32. The refrigerator of claim 27 wherein each of the corner sealing gasket members further includes at least one elongate first accordion fold located on a outer surface of the gasket member adjacent a corner where the vertical and horizontal sealing surfaces meet, the elongate first accordion fold extending in a direction generally parallel to the first sealing surface and generally orthogonal to the second sealing surface when the door is in the open position with the first sealing surface retracted away from the vertically sealing position, the first accordion fold expanding in width as the first sealing surface moves towards the vertical seal position.
33. The refrigerator of claim 32 wherein the elongate first accordion fold has a generally semi-circular curvature along its elongation.
34. The refrigerator of claim 32 wherein the elongate ridge is canted inwardly away from the vertical sealing position and towards the second sealing surface.
35. The refrigerator of claim 32 wherein the elongate first accordion fold is located on an outer surface of the gasketing member.
36. The refrigerator of claim 27 wherein both the doors include upper and lower corner sealing gaskets, the first sealing surface of the corner sealing gaskets extending horizontally from the confronting side wall of the door rearwardly toward the food compartment beyond a rear face of the door, and the second sealing surface extending horizontally in a plane parallel to the rear face of the door when the door is in a closed position.

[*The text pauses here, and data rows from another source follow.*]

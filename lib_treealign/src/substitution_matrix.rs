use std::collections::HashMap;

use crate::{
    error::{Error, Result},
    score::{try_score, Score},
};

pub mod io;

/// The character marking a gapped position in an aligned string.
pub const GAP: char = '-';

/// Pairwise residue scores plus per-residue gap costs.
///
/// Construction normalises the raw entries so that
/// - every real-residue pair present in either order is present in both,
/// - every residue has a `(residue, '-')` gap entry, defaulting to the
///   bundled gap extension cost when the input does not provide one,
/// - no `('-', '-')` entry exists.
#[derive(Debug, Clone, PartialEq, Eq)]
pub struct SubstitutionMatrix {
    scores: HashMap<(char, char), Score>,
}

impl SubstitutionMatrix {
    pub fn new(
        entries: impl IntoIterator<Item = ((char, char), f64)>,
        default_gap: Score,
    ) -> Result<Self> {
        let mut scores = HashMap::new();
        for ((first, second), value) in entries {
            let value = try_score(value, "substitution score")?;
            if let Some(previous) = scores.insert((first, second), value) {
                if previous != value {
                    return Err(Error::IncompatibleMatrix {
                        first,
                        second,
                        left: previous.raw(),
                        right: value.raw(),
                    });
                }
            }
        }

        let mut matrix = Self { scores };
        matrix.normalise(default_gap)?;
        Ok(matrix)
    }

    /// Score of aligning `first` against `second`. `None` when the pair is
    /// not covered; the aligner validates coverage before filling.
    pub fn score(&self, first: char, second: char) -> Option<Score> {
        self.scores.get(&(first, second)).copied()
    }

    /// Cost of gapping `residue`.
    pub fn gap_cost(&self, residue: char) -> Option<Score> {
        self.score(residue, GAP)
    }

    fn normalise(&mut self, default_gap: Score) -> Result<()> {
        let mut additions = HashMap::new();

        for (&(first, second), &score) in &self.scores {
            if first == GAP && second == GAP {
                continue;
            } else if first == GAP || second == GAP {
                let residue = if first == GAP { second } else { first };
                let mirrored = if first == GAP {
                    (residue, GAP)
                } else {
                    (GAP, residue)
                };
                self.reconcile(&mut additions, mirrored, score)?;
            } else {
                self.reconcile(&mut additions, (second, first), score)?;
            }
        }
        self.scores.extend(additions.drain());

        // Residues that never appeared next to a gap get the default cost.
        let residues: Vec<char> = self
            .scores
            .keys()
            .flat_map(|&(first, second)| [first, second])
            .filter(|&residue| residue != GAP)
            .collect();
        for residue in residues {
            if !self.scores.contains_key(&(residue, GAP)) {
                self.scores.insert((residue, GAP), default_gap);
            }
            if !self.scores.contains_key(&(GAP, residue)) {
                self.scores.insert((GAP, residue), default_gap);
            }
        }

        self.scores.remove(&(GAP, GAP));
        Ok(())
    }

    fn reconcile(
        &self,
        additions: &mut HashMap<(char, char), Score>,
        key: (char, char),
        score: Score,
    ) -> Result<()> {
        let existing = self.scores.get(&key).or_else(|| additions.get(&key));
        match existing {
            Some(&present) if present != score => Err(Error::IncompatibleMatrix {
                first: key.0,
                second: key.1,
                left: present.raw(),
                right: score.raw(),
            }),
            Some(_) => Ok(()),
            None => {
                additions.insert(key, score);
                Ok(())
            }
        }
    }
}

#[cfg(test)]
mod tests {
    use super::{SubstitutionMatrix, GAP};
    use crate::error::Error;
    use crate::score::r64;

    fn entries() -> Vec<((char, char), f64)> {
        vec![
            (('A', 'A'), 1.0),
            (('A', 'C'), -1.0),
            (('C', 'C'), 1.0),
            (('C', GAP), -3.0),
        ]
    }

    #[test]
    fn normalisation_mirrors_and_fills_gaps() {
        let matrix = SubstitutionMatrix::new(entries(), r64(-2.0)).unwrap();

        assert_eq!(matrix.score('C', 'A'), Some(r64(-1.0)));
        assert_eq!(matrix.score('A', 'C'), Some(r64(-1.0)));
        // Explicit gap cost preserved, missing one defaulted.
        assert_eq!(matrix.gap_cost('C'), Some(r64(-3.0)));
        assert_eq!(matrix.gap_cost('A'), Some(r64(-2.0)));
        assert_eq!(matrix.score(GAP, 'A'), Some(r64(-2.0)));
        assert_eq!(matrix.score(GAP, GAP), None);
    }

    #[test]
    fn normalisation_is_idempotent() {
        let matrix = SubstitutionMatrix::new(entries(), r64(-2.0)).unwrap();
        let renormalised = SubstitutionMatrix::new(
            matrix
                .scores
                .iter()
                .map(|(&pair, &score)| (pair, score.raw())),
            r64(-2.0),
        )
        .unwrap();
        assert_eq!(matrix, renormalised);
    }

    #[test]
    fn contradictory_mirror_entries_are_rejected() {
        let mut raw = entries();
        raw.push((('C', 'A'), 2.0));
        let error = SubstitutionMatrix::new(raw, r64(-2.0)).unwrap_err();
        assert!(matches!(error, Error::IncompatibleMatrix { .. }));
    }

    #[test]
    fn gap_gap_entries_are_dropped() {
        let mut raw = entries();
        raw.push(((GAP, GAP), 7.0));
        let matrix = SubstitutionMatrix::new(raw, r64(-2.0)).unwrap();
        assert_eq!(matrix.score(GAP, GAP), None);
    }

    #[test]
    fn non_finite_scores_are_rejected() {
        let mut raw = entries();
        raw.push((('A', 'T'), f64::NAN));
        let error = SubstitutionMatrix::new(raw, r64(-2.0)).unwrap_err();
        assert!(matches!(error, Error::InvalidCost { .. }));
    }
}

37. The refrigerator of claim 27 wherein the pair of French doors are pivotally mounted to the refrigerator cabinet, the doors having peripheral vertical extending and horizontal extending gasket members mounted adjacent periphery edge surfaces of the doors for respective sealing engagement with the front facing vertical and horizontal walls of the refrigerator cabinet when the doors are in a closed position.

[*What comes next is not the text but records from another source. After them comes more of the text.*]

use crate::error::{Error, Result};

pub use noisy_float::types::{r64, R64};

/// An alignment score.
///
/// Scores are finite by construction: `R64` rejects NaN and infinities, so
/// arithmetic over validated inputs can only produce finite values.
pub type Score = R64;

/// Converts a raw float into a [`Score`], failing with
/// [`InvalidCost`](Error::InvalidCost) when the value is not finite.
pub fn try_score(value: f64, name: &'static str) -> Result<Score> {
    Score::try_new(value).ok_or(Error::InvalidCost { name, value })
}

38. The refrigerator of claim 27 wherein the second sealing surface forms a continuum with a corresponding one of the horizontal sealing gasket members.

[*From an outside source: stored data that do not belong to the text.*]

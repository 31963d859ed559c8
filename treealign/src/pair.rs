use std::{
    fs::File,
    io::{BufReader, BufWriter, Write},
    path::{Path, PathBuf},
};

use anyhow::{bail, Context, Result};
use clap::{Args, Parser};
use lib_treealign::{
    aligner::TreeSequenceAligner, costs::GapCosts, node_types::NodeTypeMap,
    substitution_matrix::SubstitutionMatrix, tree_sequence::TreeSequence,
};
use log::{info, LevelFilter};
use simplelog::{ColorChoice, TermLogger, TerminalMode};

use crate::fasta::{parse_pair_fasta_file, parse_single_fasta_file, FastaRecord};

#[derive(Parser)]
pub struct Cli {
    #[clap(long, short = 'l', default_value = "info")]
    log_level: LevelFilter,

    #[command(flatten)]
    input: CliInput,

    /// Gap extension penalty, applied per gapped residue.
    #[clap(long, default_value_t = -8.0, allow_negative_numbers = true)]
    gap: f64,

    /// Gap open penalty, paid once per gap run in addition to the extension
    /// penalty.
    #[clap(long, default_value_t = 0.0, allow_negative_numbers = true)]
    gap_open: f64,

    /// Custom substitution matrix file with one tab-separated
    /// `<residue> <residue> <score>` triple per line.
    #[clap(long, short = 'm')]
    matrix: PathBuf,

    /// Node type specification file with one `<tag>:<residues>` line per
    /// type, for example `C:BRPD`.
    ///
    /// Defaults to `A:A`, `C:C`, `T:T`.
    #[clap(long)]
    node_types: Option<PathBuf>,

    /// The file to store the alignment in toml format.
    #[clap(long, short = 'o')]
    output: Option<PathBuf>,
}

#[derive(Args)]
struct CliInput {
    #[clap(flatten)]
    separate_input: Option<CliSeparateInput>,

    #[clap(flatten)]
    pair_input: Option<CliPairInput>,
}

#[derive(Args)]
#[group(multiple = true)]
struct CliSeparateInput {
    /// The path to the target fasta file.
    #[clap(long, short = 't', required = false, requires = "query")]
    target: PathBuf,

    /// The path to the query fasta file.
    #[clap(long, short = 'q', required = false, requires = "target")]
    query: PathBuf,
}

#[derive(Args)]
struct CliPairInput {
    /// The path to a fasta file containing both the target and the query.
    #[clap(long, short = 'p', required = false, conflicts_with_all = ["target", "query"])]
    pair_fasta: PathBuf,
}

pub fn cli(cli: Cli) -> Result<()> {
    let _ = TermLogger::init(
        cli.log_level,
        Default::default(),
        TerminalMode::Mixed,
        ColorChoice::Auto,
    );

    let costs = GapCosts::new(cli.gap, cli.gap_open)?;
    let substitution_matrix = SubstitutionMatrix::read_plain(open(&cli.matrix)?, costs.gap)?;
    let node_types = match &cli.node_types {
        Some(path) => NodeTypeMap::read_plain(open(path)?)?,
        None => NodeTypeMap::default(),
    };

    let (target, query) = if let Some(CliPairInput { pair_fasta }) = &cli.input.pair_input {
        info!("Loading pair file {}", pair_fasta.display());
        parse_pair_fasta_file(pair_fasta)?
    } else if let Some(CliSeparateInput { target, query }) = &cli.input.separate_input {
        info!("Loading target file {}", target.display());
        let target = parse_single_fasta_file(target)?;
        info!("Loading query file {}", query.display());
        (target, parse_single_fasta_file(query)?)
    } else {
        bail!("no fasta input file given")
    };
    let target = into_sequence(target);
    let query = into_sequence(query);

    let aligner = TreeSequenceAligner::new(&substitution_matrix, &node_types, costs);
    let result = aligner.align(&target, &query)?;

    if let Some(output) = &cli.output {
        let mut writer = BufWriter::new(File::create(output)?);
        write!(writer, "{}", toml::to_string(&result)?)?;
    }

    println!("{result}");
    Ok(())
}

fn into_sequence(record: FastaRecord) -> TreeSequence {
    TreeSequence::new(record.name, record.sequence.chars())
}

fn open(path: &Path) -> Result<BufReader<File>> {
    Ok(BufReader::new(File::open(path).with_context(|| {
        format!("unable to open {}", path.display())
    })?))
}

39. The refrigerator of claim 27 wherein each of the upper and lower corner gasket members forms a vertically extending corner where the second sealing surface meets the first sealing surface.
40. The refrigerator of claim 39 wherein the front facing horizontal walls include magnetic attraction members adjacent the vertical seal to attract the first magnets towards the front facing horizontal walls.
41. The refrigerator of claim 40 wherein the corner gasket sealing member includes a hinge web along a surface forward of the first sealing surface and further including second retraction magnets located in each of the corner sealing gasket members spaced rearwardly from the second magnets to attract the second magnets to the second retraction magnets withdrawing the first sealing surface away from the vertical seal when at least one door is open.
42. The refrigerator of claim 27 further including first magnets located adjacent the first and second sealing surfaces of the corner sealing gasket members for forming the vertical seal adjacent the front facing horizontal walls.
43. The refrigerator of claim 42 further including vertically extending second magnets positioned in the corner sealing gasket members adjacent the first sealing surface for mutual attraction to form the vertical seal.
44. The refrigerator of claim 42 further including first retraction magnets located in each of the corner sealing gasket members spaced rearwardly from the first magnets to attract the first magnets to the first retraction magnets withdrawing the first sealing surfaces from the vertical seal when the one door is open.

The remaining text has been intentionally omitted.